_What the task asks_
Send back exactly the lines from the opening line of the records below through the one with "be read first.".

_Dataset records_
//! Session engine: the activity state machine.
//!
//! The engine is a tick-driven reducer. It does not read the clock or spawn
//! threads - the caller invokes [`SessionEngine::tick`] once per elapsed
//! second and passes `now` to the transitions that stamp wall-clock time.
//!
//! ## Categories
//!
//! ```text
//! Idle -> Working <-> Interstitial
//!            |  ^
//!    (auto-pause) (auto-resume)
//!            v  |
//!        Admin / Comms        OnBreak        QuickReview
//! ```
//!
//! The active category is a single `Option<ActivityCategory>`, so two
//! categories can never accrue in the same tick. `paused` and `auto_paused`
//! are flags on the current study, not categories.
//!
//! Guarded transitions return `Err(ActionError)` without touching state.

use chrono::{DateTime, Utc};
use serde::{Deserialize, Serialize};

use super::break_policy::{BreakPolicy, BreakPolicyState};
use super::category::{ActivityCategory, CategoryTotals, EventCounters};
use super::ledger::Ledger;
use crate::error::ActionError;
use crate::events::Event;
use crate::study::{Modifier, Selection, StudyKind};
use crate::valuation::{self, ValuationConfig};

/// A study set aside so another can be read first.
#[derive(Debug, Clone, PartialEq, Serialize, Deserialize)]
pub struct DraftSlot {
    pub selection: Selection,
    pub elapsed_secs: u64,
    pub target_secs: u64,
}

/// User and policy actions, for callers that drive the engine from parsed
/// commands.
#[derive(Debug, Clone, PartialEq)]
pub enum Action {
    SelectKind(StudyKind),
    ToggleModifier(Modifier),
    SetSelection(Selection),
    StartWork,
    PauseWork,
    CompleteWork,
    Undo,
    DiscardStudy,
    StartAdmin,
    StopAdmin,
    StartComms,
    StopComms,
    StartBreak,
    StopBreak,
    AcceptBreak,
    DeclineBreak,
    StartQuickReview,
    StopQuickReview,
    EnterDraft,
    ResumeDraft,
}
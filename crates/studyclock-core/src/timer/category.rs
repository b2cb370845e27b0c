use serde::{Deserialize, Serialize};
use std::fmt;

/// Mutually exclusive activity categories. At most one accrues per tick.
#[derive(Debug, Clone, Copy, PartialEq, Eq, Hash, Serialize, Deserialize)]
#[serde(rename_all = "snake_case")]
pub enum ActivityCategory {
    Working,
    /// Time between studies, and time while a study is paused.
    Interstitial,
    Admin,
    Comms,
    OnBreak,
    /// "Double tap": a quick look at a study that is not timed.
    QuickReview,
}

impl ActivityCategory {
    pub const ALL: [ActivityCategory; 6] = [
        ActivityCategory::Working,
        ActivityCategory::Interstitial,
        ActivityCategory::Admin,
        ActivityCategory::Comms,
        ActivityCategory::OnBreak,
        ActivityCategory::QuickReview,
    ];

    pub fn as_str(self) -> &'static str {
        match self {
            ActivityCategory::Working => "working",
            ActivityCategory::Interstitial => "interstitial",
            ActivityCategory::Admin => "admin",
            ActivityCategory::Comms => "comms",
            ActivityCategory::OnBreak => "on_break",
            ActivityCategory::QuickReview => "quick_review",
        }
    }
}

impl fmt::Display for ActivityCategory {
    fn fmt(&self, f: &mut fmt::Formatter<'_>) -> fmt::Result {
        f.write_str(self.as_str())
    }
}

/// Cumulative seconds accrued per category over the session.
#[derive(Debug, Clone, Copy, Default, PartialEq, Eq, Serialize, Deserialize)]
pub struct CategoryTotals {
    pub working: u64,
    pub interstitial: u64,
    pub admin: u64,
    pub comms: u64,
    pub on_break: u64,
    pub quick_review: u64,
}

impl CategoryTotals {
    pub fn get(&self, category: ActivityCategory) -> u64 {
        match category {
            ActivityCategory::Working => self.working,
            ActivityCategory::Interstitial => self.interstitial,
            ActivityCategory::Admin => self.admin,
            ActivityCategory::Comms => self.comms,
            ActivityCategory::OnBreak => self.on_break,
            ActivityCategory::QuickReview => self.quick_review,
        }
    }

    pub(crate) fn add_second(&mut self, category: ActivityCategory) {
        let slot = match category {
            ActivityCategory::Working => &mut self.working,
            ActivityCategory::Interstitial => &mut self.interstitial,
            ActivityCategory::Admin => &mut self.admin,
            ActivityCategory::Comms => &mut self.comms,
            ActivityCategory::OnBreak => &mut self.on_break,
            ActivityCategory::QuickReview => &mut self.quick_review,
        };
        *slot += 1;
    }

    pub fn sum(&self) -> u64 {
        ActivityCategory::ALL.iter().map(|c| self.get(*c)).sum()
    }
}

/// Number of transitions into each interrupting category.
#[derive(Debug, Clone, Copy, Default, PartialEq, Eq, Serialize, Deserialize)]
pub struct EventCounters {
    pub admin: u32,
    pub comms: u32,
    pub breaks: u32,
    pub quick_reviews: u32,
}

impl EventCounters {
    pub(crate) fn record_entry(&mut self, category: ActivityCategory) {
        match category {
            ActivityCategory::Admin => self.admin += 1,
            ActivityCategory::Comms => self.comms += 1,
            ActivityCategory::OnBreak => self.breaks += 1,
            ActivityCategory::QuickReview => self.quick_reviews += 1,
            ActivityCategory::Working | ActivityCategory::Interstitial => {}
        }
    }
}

_Completed task_
//! Session engine: the activity state machine.
//!
//! The engine is a tick-driven reducer. It does not read the clock or spawn
//! threads - the caller invokes [`SessionEngine::tick`] once per elapsed
//! second and passes `now` to the transitions that stamp wall-clock time.
//!
//! ## Categories
//!
//! ```text
//! Idle -> Working <-> Interstitial
//!            |  ^
//!    (auto-pause) (auto-resume)
//!            v  |
//!        Admin / Comms        OnBreak        QuickReview
//! ```
//!
//! The active category is a single `Option<ActivityCategory>`, so two
//! categories can never accrue in the same tick. `paused` and `auto_paused`
//! are flags on the current study, not categories.
//!
//! Guarded transitions return `Err(ActionError)` without touching state.

use chrono::{DateTime, Utc};
use serde::{Deserialize, Serialize};

use super::break_policy::{BreakPolicy, BreakPolicyState};
use super::category::{ActivityCategory, CategoryTotals, EventCounters};
use super::ledger::Ledger;
use crate::error::ActionError;
use crate::events::Event;
use crate::study::{Modifier, Selection, StudyKind};
use crate::valuation::{self, ValuationConfig};

/// A study set aside so another can be read first.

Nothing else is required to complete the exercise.